If we had a good pass rush, our DB would look better. The Giants are just a better football team now. Unless we played at a top level and got some breaks we weren't going to win. Dropped balls, penalties and missed open WR plagued this offensive. We're near the bottom in the NFL on offense for many reasons. |
Re: I know something you don't know: Redskins-Giants first half quick hits
[quote=A10sROCK;506999]Unless the played at a top level and got some breaks we weren't going to win. [/quote]We did get a ton of breaks in this game. The weather was a pass pressure equalizer, taking away their greatest strength while leaving ours untouched. Burress did not play, and neither did Fred Robbins (I believe).
So if we were ever going to handle the Giants, Sunday was going to be that day. |
Re: I know something you don't know: Redskins-Giants first half quick hits
[quote=GTripp0012;507014]We did get a ton of breaks in this game. The weather was a pass pressure equalizer, taking away their greatest strength while leaving ours untouched. Burress did not play, and neither did Fred Robbins (I believe).
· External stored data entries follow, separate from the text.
//! Error taxonomy for the snapshot pipeline.
//!
//! Per-file problems during a tree copy are not represented here: they are
//! collected as [`SkippedFile`](crate::executor::tree::SkippedFile) records.
//! Everything in this enum is fatal for the current run.

use std::path::PathBuf;
use thiserror::Error;

#[derive(Error, Debug)]
pub enum VaultError {
    #[error("Safety violation: {message} (source: {source_path}, destination: {destination})")]
    SafetyViolation {
        message: String,
        source_path: PathBuf,
        destination: PathBuf,
    },

    #[error("I/O error: {0}")]
    Io(#[from] std::io::Error),

    #[error("Failed to commit {}: {source}", path.display())]
    Commit {
        path: PathBuf,
        #[source]
        source: std::io::Error,
    },

    #[error("Failed to build archive {}: {source}", path.display())]
    Archive {
        path: PathBuf,
        #[source]
        source: std::io::Error,
    },

    #[error("{tool} exited with status {code:?}: {stderr}")]
    ExternalTool {
        tool: String,
        code: Option<i32>,
        stdout: String,
        stderr: String,
    },

    #[error("Required tool not available: {0}")]
    ToolMissing(String),

    #[error("Backup cancelled")]
    Cancelled,

    #[error("Hook '{name}' failed: {message}")]
    Hook { name: String, message: String },

    #[error("Configuration error: {0}")]
    Config(String),

    #[error("Serialization error: {0}")]
    Serialization(#[from] serde_json::Error),
}

impl VaultError {
    pub(crate) fn commit(path: impl Into<PathBuf>, source: std::io::Error) -> Self {
        VaultError::Commit {
            path: path.into(),
            source,
        }
    }

    pub(crate) fn archive(path: impl Into<PathBuf>, source: std::io::Error) -> Self {
        VaultError::Archive {
            path: path.into(),
            source,
        }
    }
}

impl From<walkdir::Error> for VaultError {
    fn from(err: walkdir::Error) -> Self {
        VaultError::Io(err.into())
    }
}

pub type Result<T> = std::result::Result<T, VaultError>;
So if we were ever going to handle the Giants, Sunday was going to be that day.[/quote] Agreed completely. We didn't take advantage of them and we lost. Our offense is below average and so our the ST. The defense can't win this game alone. |
Re: I know something you don't know: Redskins-Giants first half quick hits
GTripp0012:
Glad to see I am not the only one here who thinks DeAngelo Hall is only marginally competent as a cover corner. |
Re: I know something you don't know: Redskins-Giants first half quick hits
I didn't have a problem with us blitzing Manning. W/out Burress, we should've been able to cover their wr's one on one and we just didn't do it. I think the coaches were trying to force the issue against a better team. Maybe get some turnovers and sacks to help our high school offense w/ better field position. Manning just made some great throws. Rodgers played like shit and let Hixon abuse him. I do think NY is better coached and they are a better organization than we are. But the Giants d-coordinator is a champion because of Osi, Strahan and Tuck. Let's not make him out to be some kind special coach with a magic wan.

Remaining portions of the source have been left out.